A 14 giorni dall’approvazione al Senato, l’Ufficio legislativo del ministero della Giustizia sta rimettendo le mani sulla riforma Cartabia. In particolare sulla norma che ha introdotto l’arresto obbligatorio per i reati di violazione dei provvedimenti di allontanamento dalla casa familiare o di divieto di avvicinamento ai luoghi frequentati dalla persona offesa. Si tratta di una norma – recepita con l’emendamento a prima firma di Lucia Annibali (Italia Viva) – pensata in difesa delle donne perché riguarda tutti gli uomini che violano quegli obblighi imposti dal giudice di avvicinarsi alle proprie vittime. Peccato però che questa norma nei fatti contrasti con un articolo del codice di procedura penale. Di conseguenza ci potremmo trovare di fronte a una situazione paradossale: persone arrestate, che i pm saranno costretti a far tornare il libertà.
Per capire la questione bisogna partire dalla novità introdotta nella riforma. Questa prevede di intervenire sull’articolo che disciplina l’arresto obbligatorio in flagranza di reato.
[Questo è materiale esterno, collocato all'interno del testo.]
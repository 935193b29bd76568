// src/ingest/rows.rs
//! Turning raw payloads into per-row records. A bad row is kept as an error
//! entry so its siblings still get processed; only an unreadable header fails
//! the whole payload.

use anyhow::{anyhow, Context, Result};
use serde_json::Value;

use super::normalize::RawRecord;

pub type ParsedRow = Result<RawRecord, String>;

pub fn parse_csv(bytes: &[u8]) -> Result<Vec<ParsedRow>> {
    let mut reader = csv::ReaderBuilder::new()
        .has_headers(true)
        .trim(csv::Trim::All)
        .flexible(false)
        .from_reader(bytes);

    let headers: Vec<String> = reader
        .headers()
        .context("reading CSV header")?
        .iter()
        .map(str::to_string)
        .collect();
    if headers.iter().all(|h| h.is_empty()) {
        return Err(anyhow!("CSV payload has no header row"));
    }

    let rows = reader
        .records()
        .map(|res| match res {
            Ok(rec) => Ok(RawRecord::new(
                headers
                    .iter()
                    .cloned()
                    .zip(rec.iter().map(str::to_string))
                    .collect(),
            )),
            Err(e) => Err(describe_csv_error(&e)),
        })
        .collect();
    Ok(rows)
}

fn describe_csv_error(e: &csv::Error) -> String {
    match e.kind() {
        csv::ErrorKind::UnequalLengths {
            expected_len, len, ..
        } => format!("row has {len} fields, header has {expected_len}"),
        csv::ErrorKind::Utf8 { .. } => "row is not valid UTF-8".to_string(),
        _ => e.to_string(),
    }
}

pub fn parse_json_records(items: &[Value]) -> Vec<ParsedRow> {
    items.iter().map(RawRecord::from_json).collect()
}

/// CSV in the reimport format: the normalizer's own aliases as headers.
pub fn leads_to_csv(leads: &[crate::model::Lead]) -> Result<Vec<u8>> {
    let mut w = csv::Writer::from_writer(Vec::new());
    w.write_record([
        "Business Name",
        "Contact Name",
        "Phone",
        "Email",
        "Address",
        "Status",
        "Priority",
        "Source",
        "Meeting Date",
        "Next Follow Up Date",
        "Notes",
    ])?;
    for l in leads {
        let date = |d: Option<chrono::NaiveDate>| d.map(|d| d.to_string()).unwrap_or_default();
        w.write_record([
            l.business_name.clone(),
            l.contact_name.clone().unwrap_or_default(),
            l.phone.clone().unwrap_or_default(),
            l.email.clone().unwrap_or_default(),
            l.address.clone().unwrap_or_default(),
            l.status.clone(),
            l.priority.as_str().to_string(),
            l.source.clone().unwrap_or_default(),
            date(l.meeting_date),
            date(l.next_follow_up_date),
            l.call_notes.clone().unwrap_or_default(),
        ])?;
    }
    w.into_inner().map_err(|e| anyhow!("flushing CSV: {}", e.error()))
}
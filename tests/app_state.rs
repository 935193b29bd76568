// tests/app_state.rs
//
// Startup wiring: config -> store -> state, bootstrap HR and snapshot reload.

use axum::{
    body::{self, Body},
    http::{Request, StatusCode},
};
use serde_json::{json, Value};
use tower::ServiceExt as _;

use lead_crm::config::CrmConfig;
use lead_crm::store::ActorStore;

fn config(snapshot: &std::path::Path) -> CrmConfig {
    let mut cfg = CrmConfig::default();
    cfg.snapshot_path = Some(snapshot.to_path_buf());
    cfg.auth.bootstrap_hr_email = Some("hr@example.com".into());
    cfg.auth.bootstrap_hr_name = Some("Head of People".into());
    cfg.auth.bootstrap_hr_password = Some("letmein".into());
    cfg
}

async fn post(app: &axum::Router, uri: &str, token: Option<&str>, body: Value) -> (StatusCode, Value) {
    let mut req = Request::builder()
        .method("POST")
        .uri(uri)
        .header("content-type", "application/json");
    if let Some(t) = token {
        req = req.header("authorization", format!("Bearer {t}"));
    }
    let resp = app
        .clone()
        .oneshot(req.body(Body::from(body.to_string())).unwrap())
        .await
        .unwrap();
    let status = resp.status();
    let bytes = body::to_bytes(resp.into_body(), 1_048_576).await.unwrap();
    (status, serde_json::from_slice(&bytes).unwrap_or(Value::Null))
}

#[tokio::test]
async fn bootstrap_hr_can_log_in_and_data_survives_reopen() {
    let dir = tempfile::tempdir().unwrap();
    let snapshot = dir.path().join("crm.json");
    let cfg = config(&snapshot);

    let store = lead_crm::open_store(&cfg).unwrap();
    let state = lead_crm::build_state(&cfg, store).await.unwrap();
    let app = lead_crm::app(state, None);

    let (status, login) = post(
        &app,
        "/auth/login",
        None,
        json!({ "email": "hr@example.com", "password": "letmein" }),
    )
    .await;
    assert_eq!(status, StatusCode::OK);
    assert_eq!(login["user"]["role"], "HR");
    let token = login["token"].as_str().unwrap().to_string();

    let (status, _) = post(
        &app,
        "/leads",
        Some(&token),
        json!({ "businessName": "Persisted Co", "targetScope": "common" }),
    )
    .await;
    assert_eq!(status, StatusCode::CREATED);
    assert!(snapshot.exists());

    // Second boot over the same snapshot: bootstrap is a no-op, data is back.
    let store = lead_crm::open_store(&cfg).unwrap();
    let actors = store.list_actors().await.unwrap();
    assert_eq!(actors.len(), 1);
    let state = lead_crm::build_state(&cfg, store.clone()).await.unwrap();
    assert_eq!(state.store.list_actors().await.unwrap().len(), 1);

    let app = lead_crm::app(state, None);
    let (_, login) = post(
        &app,
        "/auth/login",
        None,
        json!({ "email": "hr@example.com", "password": "letmein" }),
    )
    .await;
    let token = login["token"].as_str().unwrap().to_string();
    let resp = app
        .clone()
        .oneshot(
            Request::get("/leads?scope=common")
                .header("authorization", format!("Bearer {token}"))
                .body(Body::empty())
                .unwrap(),
        )
        .await
        .unwrap();
    assert_eq!(resp.status(), StatusCode::OK);
    let bytes = body::to_bytes(resp.into_body(), 1_048_576).await.unwrap();
    let leads: Value = serde_json::from_slice(&bytes).unwrap();
    assert_eq!(leads[0]["businessName"], "Persisted Co");
}

#[tokio::test]
async fn defaults_disable_external_providers() {
    let cfg = CrmConfig::default();
    let store = lead_crm::open_store(&cfg).unwrap();
    let state = lead_crm::build_state(&cfg, store).await.unwrap();
    assert_eq!(state.scraper.name(), "disabled");
    assert!(!state.notifier.is_enabled());
    assert!(state.store.list_actors().await.unwrap().is_empty());
}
Che sarà previsto anche per l’articolo 387 bis del codice penale, che riguarda appunto chi viola il provvedimento di allontanamento dalla casa familiare o di divieto di avvicinamento ai luoghi frequentati dalla persona offesa. E sono le cronache quotidiane a raccontare come questo fenomeno, sempre più frequente, sfoci in terribili femminicidi.
Il reato previsto dall’articolo 387 bis è punito con una pena da sei mesi a tre anni. E qui si crea il disallineamento con le regole generali. Il codice di procedura penale infatti all’articolo 280 (condizioni di applicabilità delle misure coercitive) prevede l’applicazione delle misure coercitive per i reati puniti con una pena “superiore nel massimo a tre anni” di reclusione. L’articolo 387 bis del codice penale non è tra questi. Così bisogna mettere una pezza. L’antitesi tra le due norme è stata segnalata in maniera informale al ministero della Giustizia dalla Commissione d’inchiesta sul femminicidio, presieduta da Valeria Valente (Pd). Ora i tecnici degli uffici legislativi di via Arenula nell’ambito di una serie di altre misure di intervento contro la violenza di genere stanno valutando anche le modifiche per superare questa contrapposizione che potrebbe venire a crearsi. Ragionano dal ministero, una soluzione potrebbe trovarsi già nell’articolo 280 del codice di procedura penale, al comma 3: prevede che le disposizioni sulle misure coercitive non si applicano “nei confronti di chi abbia trasgredito alle prescrizioni inerenti a una misura cautelare”. E quindi tra questi potrebbe rientrare, ad esempio, anche il divieto di avvicinamento.
Ma si pensa anche ad altre soluzioni: intervenire proprio sull’articolo 280 del codice di procedura o sulla norma prevista dalla riforma magari rendendo l’arresto facoltativo (ma non è questa la strada che si intende intraprendere). La discussione è in corso. Questa riforma può stupire ancora.